--- LISTED ENTRIES ---

use emoji_tally::{
    count_symbols_in_text, EmojiTally, Error, InboundMessage, QueryResult,
    DEFAULT_EMOJI_TALLY_CONFIG,
};
use test_utils::timestamp_for;

fn tally_at(timestamp: i64) -> EmojiTally {
    EmojiTally::new_with_timestamp_fn(DEFAULT_EMOJI_TALLY_CONFIG, Box::new(move || timestamp))
}

fn group_message(
    group_id: &str,
    user_id: &str,
    name: &str,
    text: &str,
    timestamp: i64,
) -> InboundMessage {
    InboundMessage::new(group_id, user_id, Some(name), text, timestamp)
}

#[cfg(test)]
mod occurrence_tests {
    use super::*;

    #[test]
    fn test_substring_counting() {
        let occurrences = count_symbols_in_text("😀😀x😀", &["😀"]);
        assert_eq!(occurrences.get("😀"), Some(&3));

        let occurrences = count_symbols_in_text("aaaa", &["aa"]);
        assert_eq!(occurrences.get("aa"), Some(&2));
    }

    #[test]
    fn test_absent_symbol_has_no_entry() {
        let occurrences = count_symbols_in_text("nothing to see", &["😀", "🎉"]);
        assert!(occurrences.is_empty());
    }
}

#[cfg(test)]
mod aggregation_tests {
    use super::*;

    #[test]
    fn test_counts_are_monotonic() {
        let march = timestamp_for(3, 2025);
        let mut tally = tally_at(march);
        tally.add_tracked("🎉").unwrap();

        let mut previous = 0;
        for text in ["🎉", "no party", "🎉🎉🎉", "🎉"] {
            tally.ingest(&group_message("G1", "U1", "Ana", text, march));

            let current = tally
                .query_user_count("G1", "🎉", "U1", None, None)
                .into_option()
                .map_or(0, |user_count| user_count.count);

            assert!(current >= previous);
            previous = current;
        }

        assert_eq!(previous, 5);
    }

    #[test]
    fn test_empty_tracking_set_records_nothing() {
        let march = timestamp_for(3, 2025);
        let mut tally = tally_at(march);

        let occurrences = tally.ingest(&group_message("G1", "U1", "Ana", "😀🎉👍", march));

        assert!(occurrences.is_empty());
        assert!(tally.index().is_empty());
        assert_eq!(tally.snapshot_status().total_groups, 0);
    }

    #[test]
    fn test_not_found_until_recorded() {
        let march = timestamp_for(3, 2025);
        let mut tally = tally_at(march);
        tally.add_tracked("🎉").unwrap();

        assert_eq!(
            tally.query_count("G1", "🎉", Some(3), Some(2025)),
            QueryResult::NotFound
        );

        tally.ingest(&group_message("G1", "U1", "Ana", "🎉", march));

        assert!(tally.query_count("G1", "🎉", Some(3), Some(2025)).is_found());
    }

    #[test]
    fn test_ranking_order() {
        let march = timestamp_for(3, 2025);
        let mut tally = tally_at(march);
        tally.add_tracked("😀").unwrap();

        for (user_id, count) in [("A", 5), ("B", 9), ("C", 2)] {
            let text = "😀".repeat(count);
            tally.ingest(&group_message("G1", user_id, user_id, &text, march));
        }

        let ranking = tally
            .query_ranking("G1", "😀", None, None)
            .into_option()
            .unwrap();

        let order: Vec<(usize, &str, usize)> = ranking
            .breakdown
            .iter()
            .map(|entry| (entry.rank, entry.user_id.as_str(), entry.count))
            .collect();

        assert_eq!(order, vec![(1, "B", 9), (2, "A", 5), (3, "C", 2)]);
    }

    #[test]
    fn test_default_period_is_query_time() {
        let february = timestamp_for(2, 2025);
        let march = timestamp_for(3, 2025);
        let mut tally = tally_at(march);
        tally.add_tracked("🎉").unwrap();

        tally.ingest(&group_message("G1", "U1", "Ana", "🎉", february));

        assert_eq!(tally.query_count("G1", "🎉", None, None), QueryResult::NotFound);
        assert!(tally.query_count("G1", "🎉", Some(2), None).is_found());
        assert!(tally.query_count("G1", "🎉", Some(2), Some(2025)).is_found());
    }

    #[test]
    fn test_end_to_end_scenario() {
        let march = timestamp_for(3, 2025);
        let mut tally = tally_at(march);
        tally.add_tracked("🎉").unwrap();

        tally.ingest(&group_message("G1", "U1", "U1-name", "🎉🎉", march));

        let summary = tally
            .query_count("G1", "🎉", Some(3), Some(2025))
            .into_option()
            .unwrap();

        assert_eq!(summary.total, 2);
        let per_user: Vec<(&str, usize)> = summary
            .breakdown
            .iter()
            .map(|entry| (entry.display_name.as_str(), entry.count))
            .collect();
        assert_eq!(per_user, vec![("U1-name", 2)]);

        assert_eq!(
            tally.query_user_count("G1", "🎉", "U2", Some(3), Some(2025)),
            QueryResult::NotFound
        );
    }

    #[test]
    fn test_removal_is_not_retroactive() {
        let march = timestamp_for(3, 2025);
        let mut tally = tally_at(march);
        tally.add_tracked("🎉").unwrap();
        tally.ingest(&group_message("G1", "U1", "U1-name", "🎉🎉", march));

        assert!(tally.remove_tracked("🎉").unwrap());
        let occurrences = tally.ingest(&group_message("G1", "U1", "U1-name", "🎉", march));

        assert!(occurrences.is_empty());
        let summary = tally
            .query_count("G1", "🎉", Some(3), Some(2025))
            .into_option()
            .unwrap();
        assert_eq!(summary.total, 2);
    }

    #[test]
    fn test_groups_and_periods_are_isolated() {
        let march = timestamp_for(3, 2025);
        let april = timestamp_for(4, 2025);
        let mut tally = tally_at(april);
        tally.add_tracked("👍").unwrap();

        tally.ingest(&group_message("G1", "U1", "Ana", "👍", march));
        tally.ingest(&group_message("G1", "U1", "Ana", "👍👍", april));
        tally.ingest(&group_message("G2", "U1", "Ana", "👍👍👍", april));

        let total = |group_id: &str, month: u32| {
            tally
                .query_count(group_id, "👍", Some(month), Some(2025))
                .into_option()
                .map(|summary| summary.total)
        };

        assert_eq!(total("G1", 3), Some(1));
        assert_eq!(total("G1", 4), Some(2));
        assert_eq!(total("G2", 4), Some(3));
        assert_eq!(total("G2", 3), None);
    }
}

#[cfg(test)]
mod directory_tests {
    use super::*;

    #[test]
    fn test_missing_name_still_counts_with_placeholder() {
        let march = timestamp_for(3, 2025);
        let mut tally = tally_at(march);
        tally.add_tracked("🎉").unwrap();

        tally.ingest(&InboundMessage::new("G1", "U1", None, "🎉", march));

        let summary = tally
            .query_count("G1", "🎉", None, None)
            .into_option()
            .unwrap();
        assert_eq!(summary.breakdown[0].display_name, "Usuário");
        assert_eq!(summary.total, 1);
    }

    #[test]
    fn test_latest_name_is_rendered() {
        let march = timestamp_for(3, 2025);
        let mut tally = tally_at(march);
        tally.add_tracked("🎉").unwrap();

        tally.ingest(&group_message("G1", "U1", "Ana", "🎉", march));
        tally.ingest(&group_message("G1", "U1", "Ana Paula", "sem festa", march));

        let ranking = tally
            .query_ranking("G1", "🎉", None, None)
            .into_option()
            .unwrap();
        assert_eq!(ranking.breakdown[0].display_name, "Ana Paula");
    }

    #[test]
    fn test_blank_symbol_is_invalid() {
        let mut tally = tally_at(timestamp_for(3, 2025));

        assert!(matches!(
            tally.add_tracked(" "),
            Err(Error::InvalidArgument(_))
        ));
    }
}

---

HOW TO COMPLETE THIS TASK – Using the records above, copy every line that has the word "previous" in it.

EXERCISE RESULT –
        let mut previous = 0;
            assert!(current >= previous);
            previous = current;
        assert_eq!(previous, 5);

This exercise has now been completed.